Re: Load distributed checkpoint

From: "Jim C(dot) Nasby" <jim(at)nasby(dot)net>
To: Simon Riggs <simon(at)2ndquadrant(dot)com>
Cc: Martijn van Oosterhout <kleptog(at)svana(dot)org>, Bruce Momjian <bruce(at)momjian(dot)us>, PostgreSQL-development <pgsql-hackers(at)postgreSQL(dot)org>, Tom Lane <tgl(at)sss(dot)pgh(dot)pa(dot)us>, Kevin Grittner <Kevin(dot)Grittner(at)wicourts(dot)gov>, ITAGAKI Takahiro <itagaki(dot)takahiro(at)oss(dot)ntt(dot)co(dot)jp>
Subject: Re: Load distributed checkpoint
Date: 2006-12-28 11:35:52
Message-ID: 20061228113551.GP71246@nasby.net
Views: Raw Message | Whole Thread | Download mbox | Resend email
Thread:
Lists: pgsql-hackers pgsql-patches

On Wed, Dec 27, 2006 at 10:54:57PM +0000, Simon Riggs wrote:
> On Wed, 2006-12-27 at 23:26 +0100, Martijn van Oosterhout wrote:
> > On Wed, Dec 27, 2006 at 09:24:06PM +0000, Simon Riggs wrote:
> > > On Fri, 2006-12-22 at 13:53 -0500, Bruce Momjian wrote:
> > >
> > > > I assume other kernels have similar I/O smoothing, so that data sent to
> > > > the kernel via write() gets to disk within 30 seconds.
> > > >
> > > > I assume write() is not our checkpoint performance problem, but the
> > > > transfer to disk via fsync().
> > >
> > > Well, its correct to say that the transfer to disk is the source of the
> > > problem, but that doesn't only occur when we fsync(). There are actually
> > > two disk storms that occur, because of the way the fs cache works. [Ron
> > > referred to this effect uplist]
> >
> > As someone looking from the outside:
> >
> > fsync only works on one file, so presumably the checkpoint process is
> > opening each file one by one and fsyncing them.
>
> Yes
>
> > Does that make any
> > difference here?
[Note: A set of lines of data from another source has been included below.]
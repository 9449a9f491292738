//! Send path: packs outgoing messages and hands finished packets to the
//! transport.
//!
//! A packet goes out when the next message no longer fits, when it has been
//! open for the latency budget (checked on every send and on the periodic
//! [`update`](BleMidiOutput::update) tick), or on an explicit
//! [`publish`](BleMidiOutput::publish).

use super::Transport;
use crate::blemidi::{is_data, FlushScheduler, PacketBuilder, Timestamp, SYSEX_END, SYSEX_START};
use crate::config::{ATT_HEADER_SIZE, DEFAULT_ATT_MTU, MAX_MESSAGE_LATENCY_MS};
use crate::error::{BleError, Error};
use crate::midi::MidiEvent;

const fn capacity_for_mtu(mtu: u16) -> usize {
    mtu.saturating_sub(ATT_HEADER_SIZE) as usize
}

/// Outgoing half of a BLE-MIDI link.
#[derive(Debug)]
pub struct BleMidiOutput<T> {
    builder: PacketBuilder,
    scheduler: FlushScheduler,
    transport: T,
    /// Capacity from an MTU change, applied at the next publish.
    pending_capacity: Option<usize>,
}

impl<T> BleMidiOutput<T> {
    /// Send path sized for the default ATT MTU; call
    /// [`update_mtu`](Self::update_mtu) once the exchange has happened.
    pub const fn new(transport: T) -> Self {
        Self {
            builder: PacketBuilder::new(capacity_for_mtu(DEFAULT_ATT_MTU)),
            scheduler: FlushScheduler::new(MAX_MESSAGE_LATENCY_MS),
            transport,
            pending_capacity: None,
        }
    }

    pub fn transport(&self) -> &T {
        &self.transport
    }

    pub fn transport_mut(&mut self) -> &mut T {
        &mut self.transport
    }

    /// The packet being built.
    pub fn builder(&self) -> &PacketBuilder {
        &self.builder
    }

    /// Current packet capacity (not counting a pending MTU change).
    pub fn capacity(&self) -> usize {
        self.builder.capacity()
    }
}

impl<T: Transport> BleMidiOutput<T> {
    /// Send any complete MIDI message.
    pub fn send(&mut self, event: &MidiEvent, now_ms: u32) -> Result<(), Error> {
        if let MidiEvent::SysEx(payload) = event {
            return self.send_sysex_payload(payload, now_ms);
        }
        let raw = event.to_raw().ok_or(Error::InvalidMessage)?;
        match *raw {
            [byte] if matches!(event, MidiEvent::Realtime(_)) => self.send_realtime(byte, now_ms),
            [status] => self.send_single_byte(status, now_ms),
            [status, data1] => self.send_2b(status, data1, now_ms),
            [status, data1, data2] => self.send_3b(status, data1, data2, now_ms),
            _ => Err(Error::InvalidMessage),
        }
    }

    pub fn send_3b(&mut self, status: u8, data1: u8, data2: u8, now_ms: u32) -> Result<(), Error> {
        self.add_with_retry(now_ms, |b, ts| b.add_3b(status, data1, data2, ts))
    }

    pub fn send_2b(&mut self, status: u8, data1: u8, now_ms: u32) -> Result<(), Error> {
        self.add_with_retry(now_ms, |b, ts| b.add_2b(status, data1, ts))
    }

    pub fn send_realtime(&mut self, byte: u8, now_ms: u32) -> Result<(), Error> {
        self.add_with_retry(now_ms, |b, ts| b.add_realtime(byte, ts))
    }

    pub fn send_single_byte(&mut self, byte: u8, now_ms: u32) -> Result<(), Error> {
        self.add_with_retry(now_ms, |b, ts| b.add_single_byte(byte, ts))
    }

    /// Send a SysEx message given with its `F0 ... F7` framing.
    ///
    /// Messages shorter than two bytes are ignored. A missing `F0` or `F7`
    /// is tolerated. Long messages are split over as many packets as
    /// needed; all but the last are published before this returns.
    ///
    /// Returns `Error::Ble(BleError::QueueFull)` without sending anything
    /// when the transport cannot take all of those packets right now. If a
    /// packet of the transfer is refused anyway, the rest is abandoned and
    /// the error returned.
    pub fn send_sysex(&mut self, message: &[u8], now_ms: u32) -> Result<(), Error> {
        if message.len() < 2 {
            return Ok(());
        }
        let payload = message.strip_prefix(&[SYSEX_START]).unwrap_or(message);
        let payload = payload.strip_suffix(&[SYSEX_END]).unwrap_or(payload);
        self.send_sysex_payload(payload, now_ms)
    }

    fn send_sysex_payload(&mut self, payload: &[u8], now_ms: u32) -> Result<(), Error> {
        if !payload.iter().all(|&b| is_data(b)) {
            warn!("SysEx payload contains status bytes, not sent");
            return Err(Error::InvalidMessage);
        }
        self.flush_if_due(now_ms);

        let ts = Timestamp::from_millis(now_ms);
        let needed = self.sysex_publishes(payload, ts);
        let space = self.transport.queue_space();
        if needed > space {
            warn!("SysEx needs {} packets, transport has room for {}", needed, space);
            return Err(BleError::QueueFull.into());
        }

        let mut cursor = match self.builder.begin_sysex(payload, ts) {
            Some(cursor) => cursor,
            None => {
                self.publish_sysex()?;
                self.builder
                    .begin_sysex(payload, ts)
                    .ok_or(Error::MessageTooLarge)?
            }
        };
        self.scheduler.mark_open(now_ms);

        while !cursor.is_done() {
            self.publish_sysex()?;
            if self.builder.continue_sysex(&mut cursor, ts) == 0 {
                break;
            }
            self.scheduler.mark_open(now_ms);
        }
        Ok(())
    }

    /// Periodic tick: publish the open packet once its latency budget is
    /// spent.
    pub fn update(&mut self, now_ms: u32) {
        self.flush_if_due(now_ms);
    }

    /// Notify the open packet (if any) and start afresh.
    ///
    /// A failed notification is logged and the packet is dropped; there is
    /// nobody to deliver it to.
    pub fn publish(&mut self) {
        if let Err(e) = self.try_publish() {
            warn!("BLE-MIDI notify failed: {}", e);
        }
    }

    fn try_publish(&mut self) -> Result<(), BleError> {
        let sent = if self.builder.is_empty() {
            Ok(())
        } else {
            trace!("notify {} bytes", self.builder.len());
            self.transport.notify(self.builder.buffer())
        };
        self.builder.clear();
        if let Some(capacity) = self.pending_capacity.take() {
            self.builder.set_capacity(capacity);
        }
        self.scheduler.clear();
        sent
    }

    /// Publish a packet of a SysEx transfer. When it is refused the
    /// transfer is abandoned, so the peer sees an unterminated SysEx
    /// rather than one with bytes missing in the middle.
    fn publish_sysex(&mut self) -> Result<(), Error> {
        self.try_publish().map_err(|e| {
            warn!("SysEx transfer cut short: {}", e);
            self.builder.reset();
            e.into()
        })
    }

    /// Packets a SysEx transfer publishes before its last one is left
    /// open, worked out on a copy of the builder.
    fn sysex_publishes(&self, payload: &[u8], ts: Timestamp) -> usize {
        let mut scratch = self.builder.clone();
        let mut published = 0;
        let mut cursor = match scratch.begin_sysex(payload, ts) {
            Some(cursor) => cursor,
            None => {
                published += 1;
                scratch.clear();
                if let Some(capacity) = self.pending_capacity {
                    scratch.set_capacity(capacity);
                }
                match scratch.begin_sysex(payload, ts) {
                    Some(cursor) => cursor,
                    // Refused later with MessageTooLarge.
                    None => return 0,
                }
            }
        };
        while !cursor.is_done() {
            published += 1;
            scratch.clear();
            if scratch.continue_sysex(&mut cursor, ts) == 0 {
                break;
            }
        }
        published
    }

    /// Pick up a renegotiated MTU.
    ///
    /// The new capacity is applied right away when no packet is open,
    /// otherwise at the next publish.
    pub fn update_mtu(&mut self) {
        let mtu = self.transport.negotiated_mtu();
        let capacity = capacity_for_mtu(mtu);
        debug!("ATT MTU {} -> packet capacity {}", mtu, capacity);
        if self.builder.is_empty() {
            self.builder.set_capacity(capacity);
            self.pending_capacity = None;
        } else {
            self.pending_capacity = Some(capacity);
        }
    }

    /// Drop everything pending, including an in-flight SysEx transfer, and
    /// fall back to the default MTU for the next connection.
    pub fn on_disconnect(&mut self) {
        if !self.builder.is_empty() {
            debug!("discarding {} unsent bytes", self.builder.len());
        }
        self.builder.reset();
        self.builder.set_capacity(capacity_for_mtu(DEFAULT_ATT_MTU));
        self.pending_capacity = None;
        self.scheduler.clear();
    }

    fn flush_if_due(&mut self, now_ms: u32) {
        if self.scheduler.is_due(now_ms) {
            self.publish();
        }
    }

    fn add_with_retry(
        &mut self,
        now_ms: u32,
        mut add: impl FnMut(&mut PacketBuilder, Timestamp) -> bool,
    ) -> Result<(), Error> {
        self.flush_if_due(now_ms);

        let ts = Timestamp::from_millis(now_ms);
        if !add(&mut self.builder, ts) {
            self.publish();
            if !add(&mut self.builder, ts) {
                warn!("message does not fit in an empty packet");
                return Err(Error::MessageTooLarge);
            }
        }
        self.scheduler.mark_open(now_ms);
        Ok(())
    }
}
Could you adjust the timing here?
>
> Thats the hard bit with io storm 2. When you fsync a file you don't
> actually know how many blocks you're writing, plus there's no way to
> slow down those writes by putting delays between them (although its
> possible your controller might know how to do this, I've never heard of
> one that does).

Any controller that sophisticated would likely also have a BBU and write
caching, which should greatly reduce the impact of at least the fsync
storm... unless you fill the cache. I suspect we might need a way to
control how much data we try and push out at a time to avoid that...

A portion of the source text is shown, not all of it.